A Summons to Memphis by Peter Taylor
Throughout his life, my beloved Uncle Warren reflected on the
factors and events that contributed to the choices he made. And with each passing year, his understanding
of those choices expanded in scope and depth. Reading this 1987 Pulitzer Prize
winning novel by Peter Taylor reminded me of my uncle Warren who passed away in 2012.
Phillip Carver is forty-nine years old and lives on the
Upper West Side of Manhattan with his much younger girlfriend, Holly Kaplan. It is the early 1970’s. Phillip’s two older
unmarried sisters, Betsy and Jo, have summoned him back to Memphis (the town of
his adolescence) to dissuade their 80-year-old father, George Carver, from remarrying.

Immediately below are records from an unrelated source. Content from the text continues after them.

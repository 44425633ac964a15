//! Wavelength sweeps: the effective diameter is computed once, then every
//! wavelength is evaluated independently.

use num_complex::Complex64;
use serde::{Deserialize, Serialize};

use crate::cross_section::CrossSections;
use crate::dielectric::{photon_energy, size_corrected_permittivity};
use crate::error::{NanoprismError, Result, check_host_permittivity};
use crate::geometry::{FitCoefficients, PrismGeometry};
use crate::material::{MaterialModel, Metal};
use crate::polarizability::polarizability_with_fit;
use crate::tables::{OpticalConstantTable, RangePolicy};

/// Inputs of a wavelength sweep. Wavelengths are in nm.
#[derive(Debug, Clone, PartialEq, Serialize, Deserialize)]
pub struct SweepParams {
    pub metal: Metal,
    pub geometry: PrismGeometry,
    pub host_permittivity: f64,
    pub wavelength_min: f64,
    pub wavelength_max: f64,
    pub wavelength_step: f64,
    #[serde(default)]
    pub range_policy: RangePolicy,
}

impl Default for SweepParams {
    fn default() -> Self {
        Self {
            metal: Metal::Silver,
            geometry: PrismGeometry {
                edge_length: 50.0,
                thickness: 20.0,
                corner_radius: 2.0,
            },
            host_permittivity: 1.0,
            wavelength_min: 300.0,
            wavelength_max: 800.0,
            wavelength_step: 2.0,
            range_policy: RangePolicy::Extrapolate,
        }
    }
}

impl SweepParams {
    /// The grid `min + i * step` for `i` in `0..=floor((max - min) / step)`.
    pub fn wavelengths(&self) -> Result<Vec<f64>> {
        wavelength_grid(self.wavelength_min, self.wavelength_max, self.wavelength_step)
    }

    pub fn model(&self) -> MaterialModel<'static> {
        self.metal.model().with_range_policy(self.range_policy)
    }
}

/// Largest number of wavelengths a single sweep may hold.
pub const MAX_SWEEP_POINTS: usize = 10_000_000;

/// Evenly spaced wavelengths from `min` up to at most `max`.
///
/// Grids with more than [`MAX_SWEEP_POINTS`] points are rejected.
pub fn wavelength_grid(min: f64, max: f64, step: f64) -> Result<Vec<f64>> {
    if !(min.is_finite() && min > 0.0) {
        return Err(NanoprismError::InvalidSweep(format!(
            "minimum wavelength must be positive, got {min} nm"
        )));
    }
    if !(max.is_finite() && max >= min) {
        return Err(NanoprismError::InvalidSweep(format!(
            "maximum wavelength {max} nm is below minimum {min} nm"
        )));
    }
    if !(step.is_finite() && step > 0.0) {
        return Err(NanoprismError::InvalidSweep(format!(
            "wavelength step must be positive, got {step} nm"
        )));
    }

    let intervals = ((max - min) / step * (1.0 + 1e-9)).floor();
    if !(intervals.is_finite() && intervals < MAX_SWEEP_POINTS as f64) {
        return Err(NanoprismError::InvalidSweep(format!(
            "step {step} nm over {min}-{max} nm exceeds {MAX_SWEEP_POINTS} points"
        )));
    }
    let intervals = intervals as usize;
    Ok((0..=intervals).map(|i| min + i as f64 * step).collect())
}

/// Number of wavelengths whose photon energy lies outside `table`.
pub fn wavelengths_outside_table(table: &OpticalConstantTable, wavelengths: &[f64]) -> usize {
    wavelengths
        .iter()
        .filter(|&&wl| !table.contains(photon_energy(wl)))
        .count()
}

/// Model output at one wavelength.
#[derive(Debug, Clone, Copy, PartialEq, Serialize, Deserialize)]
pub struct SpectrumPoint {
    /// Wavelength (nm)
    pub wavelength: f64,
    /// Size-corrected metal permittivity
    pub permittivity: Complex64,
    /// Dipole polarizability (nm³)
    pub polarizability: Complex64,
    /// Scattering cross-section (cm²)
    pub scattering: f64,
    /// Extinction cross-section (cm²)
    pub extinction: f64,
}

impl SpectrumPoint {
    pub fn cross_sections(&self) -> CrossSections {
        CrossSections {
            scattering: self.scattering,
            extinction: self.extinction,
        }
    }
}

/// A computed sweep.
#[derive(Debug, Clone, PartialEq, Serialize, Deserialize)]
pub struct Spectrum {
    pub metal: Metal,
    pub geometry: PrismGeometry,
    pub host_permittivity: f64,
    /// Size parameter of the dielectric correction (nm)
    pub effective_diameter: f64,
    pub points: Vec<SpectrumPoint>,
}

impl Spectrum {
    /// Point of maximum extinction, i.e. the plasmon resonance.
    pub fn peak_extinction(&self) -> Option<&SpectrumPoint> {
        self.points
            .iter()
            .filter(|p| p.extinction.is_finite())
            .max_by(|a, b| a.extinction.total_cmp(&b.extinction))
    }

    pub fn wavelengths(&self) -> Vec<f64> {
        self.points.iter().map(|p| p.wavelength).collect()
    }
}

/// Evaluates one wavelength of a sweep.
pub fn spectrum_point(
    model: &MaterialModel<'_>,
    geometry: &PrismGeometry,
    fit: &FitCoefficients,
    eps_h: f64,
    diameter_nm: f64,
    wavelength_nm: f64,
) -> Result<SpectrumPoint> {
    let permittivity = size_corrected_permittivity(model, wavelength_nm, diameter_nm)?;
    let polarizability = polarizability_with_fit(wavelength_nm, permittivity, eps_h, geometry, fit);
    let cs = CrossSections::from_polarizability(wavelength_nm, eps_h, polarizability);
    log::trace!(
        "{wavelength_nm} nm: eps = {permittivity}, alpha = {polarizability}, ext = {:e} cm^2",
        cs.extinction
    );

    Ok(SpectrumPoint {
        wavelength: wavelength_nm,
        permittivity,
        polarizability,
        scattering: cs.scattering,
        extinction: cs.extinction,
    })
}

/// Runs a full sweep.
///
/// With the `parallel` feature the wavelengths are evaluated on the rayon
/// thread pool. The output order and values match the serial run.
pub fn compute_spectrum(params: &SweepParams) -> Result<Spectrum> {
    params.geometry.validate()?;
    check_host_permittivity(params.host_permittivity)?;
    let wavelengths = params.wavelengths()?;

    let model = params.model();
    let geometry = params.geometry;
    let fit = geometry.fit_coefficients();
    let diameter = geometry.effective_diameter();
    let eps_h = params.host_permittivity;

    log::debug!(
        "sweeping {} wavelengths for {} prism L={} H={} R={} nm, D = {diameter:.4} nm",
        wavelengths.len(),
        params.metal,
        geometry.edge_length,
        geometry.thickness,
        geometry.corner_radius
    );

    if model.range_policy() == RangePolicy::Extrapolate {
        let outside = wavelengths_outside_table(model.table(), &wavelengths);
        if outside > 0 {
            log::warn!(
                "{outside} of {} wavelengths lie outside the {} table and are extrapolated",
                wavelengths.len(),
                model.table().name()
            );
        }
    }

    let evaluate = |&wl: &f64| spectrum_point(&model, &geometry, &fit, eps_h, diameter, wl);

    #[cfg(feature = "parallel")]
    let points = {
        use rayon::prelude::*;
        wavelengths.par_iter().map(evaluate).collect::<Result<Vec<_>>>()?
    };
    #[cfg(not(feature = "parallel"))]
    let points = wavelengths.iter().map(evaluate).collect::<Result<Vec<_>>>()?;

    let spectrum = Spectrum {
        metal: params.metal,
        geometry,
        host_permittivity: eps_h,
        effective_diameter: diameter,
        points,
    };
    if let Some(peak) = spectrum.peak_extinction() {
        log::debug!(
            "extinction peak {:e} cm^2 at {} nm",
            peak.extinction,
            peak.wavelength
        );
    }
    Ok(spectrum)
}

#[cfg(test)]
mod tests {
    use super::*;

    #[test]
    fn test_reference_grid() {
        let grid = wavelength_grid(300.0, 800.0, 2.0).unwrap();
        assert_eq!(grid.len(), 251);
        assert_eq!(grid[0], 300.0);
        assert_eq!(grid[250], 800.0);
    }

    #[test]
    fn test_grid_tolerates_inexact_steps() {
        let grid = wavelength_grid(400.0, 401.0, 0.1).unwrap();
        assert_eq!(grid.len(), 11);
        let grid = wavelength_grid(400.0, 401.05, 0.1).unwrap();
        assert_eq!(grid.len(), 11);
        let grid = wavelength_grid(500.0, 500.0, 1.0).unwrap();
        assert_eq!(grid, vec![500.0]);
    }

    #[test]
    fn test_invalid_grid() {
        assert!(wavelength_grid(0.0, 800.0, 2.0).is_err());
        assert!(wavelength_grid(800.0, 300.0, 2.0).is_err());
        assert!(wavelength_grid(300.0, 800.0, 0.0).is_err());
        assert!(wavelength_grid(300.0, f64::INFINITY, 1.0).is_err());
    }

    #[test]
    fn test_counts_wavelengths_outside_table() {
        // silver data ends at 6.60 eV, i.e. 187.85 nm
        let grid = wavelength_grid(150.0, 300.0, 10.0).unwrap();
        assert_eq!(wavelengths_outside_table(Metal::Silver.table(), &grid), 4);
        // gold data ends at 4.13281 eV, just below 300 nm
        assert_eq!(wavelengths_outside_table(Metal::Gold.table(), &grid), 15);

        let visible = SweepParams::default().wavelengths().unwrap();
        assert_eq!(wavelengths_outside_table(Metal::Silver.table(), &visible), 0);
    }

    #[test]
    fn test_sweep_equals_serial_evaluation() {
        for metal in Metal::ALL {
            let params = SweepParams {
                metal,
                host_permittivity: 1.77,
                ..SweepParams::default()
            };
            let spectrum = compute_spectrum(&params).unwrap();

            let model = params.model();
            let fit = params.geometry.fit_coefficients();
            let diameter = params.geometry.effective_diameter();
            let pointwise: Vec<SpectrumPoint> = params
                .wavelengths()
                .unwrap()
                .into_iter()
                .map(|wl| {
                    spectrum_point(&model, &params.geometry, &fit, 1.77, diameter, wl).unwrap()
                })
                .collect();
            assert_eq!(spectrum.points, pointwise);
        }
    }

    #[test]
    fn test_grid_point_cap() {
        let err = wavelength_grid(300.0, 800.0, 1e-300).unwrap_err();
        assert!(matches!(err, NanoprismError::InvalidSweep(_)));
        assert!(wavelength_grid(300.0, 800.0, 5e-6).is_err());

        let grid = wavelength_grid(300.0, 800.0, 1e-3).unwrap();
        assert_eq!(grid.len(), 500_001);
        assert!(grid.len() <= MAX_SWEEP_POINTS);
    }
}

By today’s standards, not much happens when Phillip return to
Memphis. There is no murder or mayhem, no adultery, no affairs. His sisters have
simply scared away their father’s octogenarian bride. There will be no wedding.
But, the trip is dramatic because Phillip begins to acquire a new perspective
on the family dynamics that resulted in so many incidents of passive aggressive
rage. Beneath the saccharin show of Southern manners, George Carver’s four grown
children and deceased wife have suffered under George’s single-minded
narcissism.
Phillip’s older brother volunteered and died in WWII. And neither
Phillip nor his sisters have married or had children. When each of the three
surviving siblings falls in love, their father intervenes to stop them from
marrying. It is after Phillip receives
his summons to Memphis that he understands the actions his father took to
sabotage Phillip’s love affair when Phillip was in his early twenties. It is as if a bank of fog blocked Phillip’s
view of what transpired and Phillip never wanted to see what was on the other
side.
After the initial summons, Phillip Carver returns to Memphis
for another visit. He says, “I was discovering that all I cared about now
was how I had been treated by my family in the long-ago affair of Clara
Prince.” And yet, even as Phillip puts the pieces together of his father’s
sabotage, he resolves, “Forgetting the injustices and seeming injustices which
one suffered from one’s parents during childhood and youth must be the major
part of any maturing process."
Phillip Carver has not forgotten the injustices of his
youth, but he arrives at a clearer understanding of the dysfunction of his
family and how the rigid Southern social structures reinforced the oppression
he and his siblings experienced. Unfortunately, Phillip’s two sisters never forgive their father even as their
lives continue to revolve around him. As
he ages, they love him while simultaneously seeking revenge, all the while their emotional
growth is stunted and they are unable to mature. Phillip escapes, but his sisters
are trapped in a world of convivial conversations and inauthentic relationships.
At its core, A Summons to Memphis is Phillip Carver’s
understated and methodical reflection on the factors that shaped and stalled
his life. With the evolved understanding
he acquires by the end of the novel, I hope he is able to live his last thirty
years without the ghosts of Memphis tormenting him.